Libertando laivos de luz a refulgir na incomensurável escuridão. Abandonam o casulo para se tingirem nos ritualistas compassos cromáticos de um arco-íris multifacetado, com giz e carvão, sangue e suor, sentidos e sentimentos, barcos de papel salpicados com aguarelas extasiadas a navegar nos esgotos lacrimosos da criação humana.

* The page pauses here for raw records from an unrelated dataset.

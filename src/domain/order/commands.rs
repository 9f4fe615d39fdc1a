use chrono::{DateTime, Duration, Utc};
use uuid::Uuid;

use crate::domain::coupon::{Coupon, CouponSnapshot};
use super::value_objects::{ItemStatus, LineItem, PaymentMethod};

// ============================================================================
// Order Commands - Represent user intent
// ============================================================================
//
// Coupon definitions are re-fetched by the caller and carried on the
// settlement commands (`None` when the coupon no longer exists), so the
// aggregate decides without touching storage.
//
// ============================================================================

#[derive(Debug, Clone)]
pub enum OrderCommand {
    Place {
        user_id: Uuid,
        items: Vec<LineItem>,
        coupon: Option<CouponSnapshot>,
        payment_method: PaymentMethod,
        gateway_order_id: Option<String>,
        at: DateTime<Utc>,
    },
    ConfirmPayment {
        payment_id: String,
        at: DateTime<Utc>,
    },
    FailPayment {
        reason: String,
        at: DateTime<Utc>,
    },
    UpdateItemStatus {
        product_id: Uuid,
        status: ItemStatus,
        at: DateTime<Utc>,
    },
    CancelItems {
        request_id: Uuid,
        product_ids: Vec<Uuid>,
        reason: String,
        coupon: Option<Coupon>,
        at: DateTime<Utc>,
    },
    CancelOrder {
        request_id: Uuid,
        reason: String,
        coupon: Option<Coupon>,
        at: DateTime<Utc>,
    },
    RequestReturn {
        product_id: Uuid,
        reason: String,
        return_window: Duration,
        at: DateTime<Utc>,
    },
    AcceptReturn {
        request_id: Uuid,
        product_id: Uuid,
        reason: String,
        coupon: Option<Coupon>,
        at: DateTime<Utc>,
    },
    DeclineReturn {
        product_id: Uuid,
        reason: String,
        at: DateTime<Utc>,
    },
}

impl OrderCommand {
    /// Idempotency key of money-moving commands
    pub fn request_id(&self) -> Option<Uuid> {
        match self {
            OrderCommand::CancelItems { request_id, .. }
            | OrderCommand::CancelOrder { request_id, .. }
            | OrderCommand::AcceptReturn { request_id, .. } => Some(*request_id),
            _ => None,
        }
    }
}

— De onde vens? Para onde vais? O que é o amor? O amor incondicional, aquele que te dá a vontade de acordar, de vaguear numa floresta de morcegos, sendo tu um canário, uma arara, o ar que as heras venenosas inspiram, e as eras envenenadas expiram? — indaga-me a rainha das traças, cinza, perecida na sua obscuridade, filha agreste do abismo, neta arisca da tempestade.

Ignoro-a, a traça metafórica da minha conceção, conheço-a desde que germinei neste viridário. É a minha irmã gémea a sussurrar do outro lado do abismo.

Eu sou o selvagem, o indominado, sou o vento e a chuva, o granizo e o fulgor no teu olhar. Sou aquele de quem falam para aterrorizar crianças, ou o que referem na lua dos apaixonados. Sou palavras, palavras livres, soltas como as páginas de um livro rasurado por angústia.

— Não interessa de onde venho, e tão pouco para onde vou. Sempre foi o caminho, a viagem, sempre foram os passos… O amor incondicional, ou o ódio abstrato.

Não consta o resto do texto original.